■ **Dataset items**
◇ ◇ ◇ ◇ ◇ ◇ ◇

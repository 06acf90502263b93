use once_cell::sync::Lazy;
use regex::Regex;

use crate::models::{LegalEntityRecord, ListingRecord, MatchTier, MatchingConfig};

static POSTAL_CODE: Lazy<Regex> = Lazy::new(|| Regex::new(r"\b(\d{5})\b").expect("postal code pattern is valid"));
static TRAILING_ZIP: Lazy<Regex> = Lazy::new(|| Regex::new(r"\d{5}$").expect("zip pattern is valid"));
static DIGITS: Lazy<Regex> = Lazy::new(|| Regex::new(r"\d+").expect("digits pattern is valid"));

/// Outcome of scoring one entity against one listing
#[derive(Debug, Clone, PartialEq)]
pub struct ScoreBreakdown {
    pub final_score: f64,
    pub reason: String,
    pub postal_code_match: bool,
    pub city_match: bool,
}

/// Location bonuses, tiers and acceptance on top of a name score
#[derive(Debug, Clone, Copy)]
pub struct ScoringPolicy {
    config: MatchingConfig,
}

impl ScoringPolicy {
    pub fn new(config: MatchingConfig) -> Self {
        Self { config }
    }

    pub fn config(&self) -> &MatchingConfig {
        &self.config
    }

    /// Score an entity against a listing.
    ///
    /// Final score = name score + postal bonus + city bonus, uncapped. The
    /// reason lists each applied factor in evaluation order.
    pub fn score(&self, listing: &ListingRecord, entity: &LegalEntityRecord, name_score: f64) -> ScoreBreakdown {
        let mut reason = vec![format!("Name match: {:.1}%", name_score)];
        let mut final_score = name_score;
        let address = entity.business_address.as_str();

        let listing_postal = listing.postal_code.trim();
        let postal_code_match = !listing_postal.is_empty()
            && extract_postal_code(address).is_some_and(|code| code == listing_postal);
        if postal_code_match {
            final_score += self.config.postal_code_bonus;
            reason.push(format!("Postal code bonus: +{}", self.config.postal_code_bonus));
        }

        let listing_city = listing.city.trim();
        let city_match = !listing_city.is_empty()
            && extract_city(address).is_some_and(|city| city.to_lowercase() == listing_city.to_lowercase());
        if city_match {
            final_score += self.config.city_bonus;
            reason.push(format!("City bonus: +{}", self.config.city_bonus));
        }

        ScoreBreakdown {
            final_score,
            reason: reason.join("; "),
            postal_code_match,
            city_match,
        }
    }

    pub fn classify(&self, final_score: f64) -> MatchTier {
        if final_score >= self.config.high_threshold {
            MatchTier::High
        } else if final_score >= self.config.medium_threshold {
            MatchTier::Medium
        } else {
            MatchTier::Low
        }
    }

    pub fn is_accepted(&self, final_score: f64) -> bool {
        final_score >= self.config.accept_threshold
    }
}

/// First standalone 5-digit run in an address
pub fn extract_postal_code(address: &str) -> Option<&str> {
    POSTAL_CODE.captures(address).and_then(|c| c.get(1)).map(|m| m.as_str())
}

/// City segment of a comma-separated address.
///
/// Takes the last segment, or the one before it when the last ends in a ZIP,
/// then drops digits.
pub fn extract_city(address: &str) -> Option<String> {
    let parts: Vec<&str> = address.split(',').map(str::trim).filter(|p| !p.is_empty()).collect();
    let last = parts.last()?;

    let segment = if parts.len() >= 2 && TRAILING_ZIP.is_match(last) {
        parts[parts.len() - 2]
    } else {
        last
    };

    let city = DIGITS.replace_all(segment, "").trim().to_string();
    (!city.is_empty()).then_some(city)
}

#[cfg(test)]
mod tests {
    use super::*;

    fn entity(address: &str) -> LegalEntityRecord {
        LegalEntityRecord {
            legal_name: "CONDAL TAPAS RESTAURANT LLC".to_string(),
            registration_number: "1".to_string(),
            registration_index: "1-1".to_string(),
            status: "ACTIVE".to_string(),
            business_address: address.to_string(),
            resident_agent_name: String::new(),
            resident_agent_address: String::new(),
        }
    }

    fn policy() -> ScoringPolicy {
        ScoringPolicy::new(MatchingConfig::default())
    }

    #[test]
    fn test_extract_postal_code() {
        assert_eq!(extract_postal_code("1 Calle Loiza, San Juan, 00908"), Some("00908"));
        assert_eq!(extract_postal_code("Suite 123456, San Juan"), None);
        assert_eq!(extract_postal_code(""), None);
    }

    #[test]
    fn test_extract_city() {
        assert_eq!(extract_city("1 Calle Loiza, San Juan, 00908").as_deref(), Some("San Juan"));
        assert_eq!(extract_city("1 Calle Loiza, Carolina").as_deref(), Some("Carolina"));
        assert_eq!(extract_city("Bayamon 00956").as_deref(), Some("Bayamon"));
        assert_eq!(extract_city(" , ").as_deref(), None);
    }

    #[test]
    fn test_score_with_both_bonuses() {
        let listing = ListingRecord::new("Condal", "san juan", "00908");
        let breakdown = policy().score(&listing, &entity("1 Calle Loiza, San Juan, 00908"), 90.0);

        assert_eq!(breakdown.final_score, 105.0);
        assert!(breakdown.postal_code_match);
        assert!(breakdown.city_match);
        assert_eq!(breakdown.reason, "Name match: 90.0%; Postal code bonus: +10; City bonus: +5");
    }

    #[test]
    fn test_score_without_address() {
        let listing = ListingRecord::new("Condal", "San Juan", "00908");
        let breakdown = policy().score(&listing, &entity(""), 72.5);

        assert_eq!(breakdown.final_score, 72.5);
        assert!(!breakdown.postal_code_match);
        assert!(!breakdown.city_match);
        assert_eq!(breakdown.reason, "Name match: 72.5%");
    }

    #[test]
    fn test_postal_bonus_is_exact_increment() {
        let listing = ListingRecord::new("Condal", "", "00908");
        let with = policy().score(&listing, &entity("1 Calle Loiza, 00908"), 80.0);
        let without = policy().score(&listing, &entity("1 Calle Loiza, 00901"), 80.0);

        assert_eq!(with.final_score - without.final_score, MatchingConfig::default().postal_code_bonus);
    }

    #[test]
    fn test_classify_and_accept() {
        let policy = policy();
        assert_eq!(policy.classify(95.0), MatchTier::High);
        assert_eq!(policy.classify(94.9), MatchTier::Medium);
        assert_eq!(policy.classify(80.0), MatchTier::Medium);
        assert_eq!(policy.classify(79.9), MatchTier::Low);
        assert!(policy.is_accepted(85.0));
        assert!(!policy.is_accepted(84.9));
    }
}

◇ ◇ ◇ ◇ ◇ ◇ ◇

The answer must hold only the lines from the first line of the data through the line bearing "pub struct ScoreBreakdown", returned exactly.

■ **Answer area**
repository 06acf90502263b93
use once_cell::sync::Lazy;
use regex::Regex;

use crate::models::{LegalEntityRecord, ListingRecord, MatchTier, MatchingConfig};

static POSTAL_CODE: Lazy<Regex> = Lazy::new(|| Regex::new(r"\b(\d{5})\b").expect("postal code pattern is valid"));
static TRAILING_ZIP: Lazy<Regex> = Lazy::new(|| Regex::new(r"\d{5}$").expect("zip pattern is valid"));
static DIGITS: Lazy<Regex> = Lazy::new(|| Regex::new(r"\d+").expect("digits pattern is valid"));

/// Outcome of scoring one entity against one listing
#[derive(Debug, Clone, PartialEq)]
pub struct ScoreBreakdown {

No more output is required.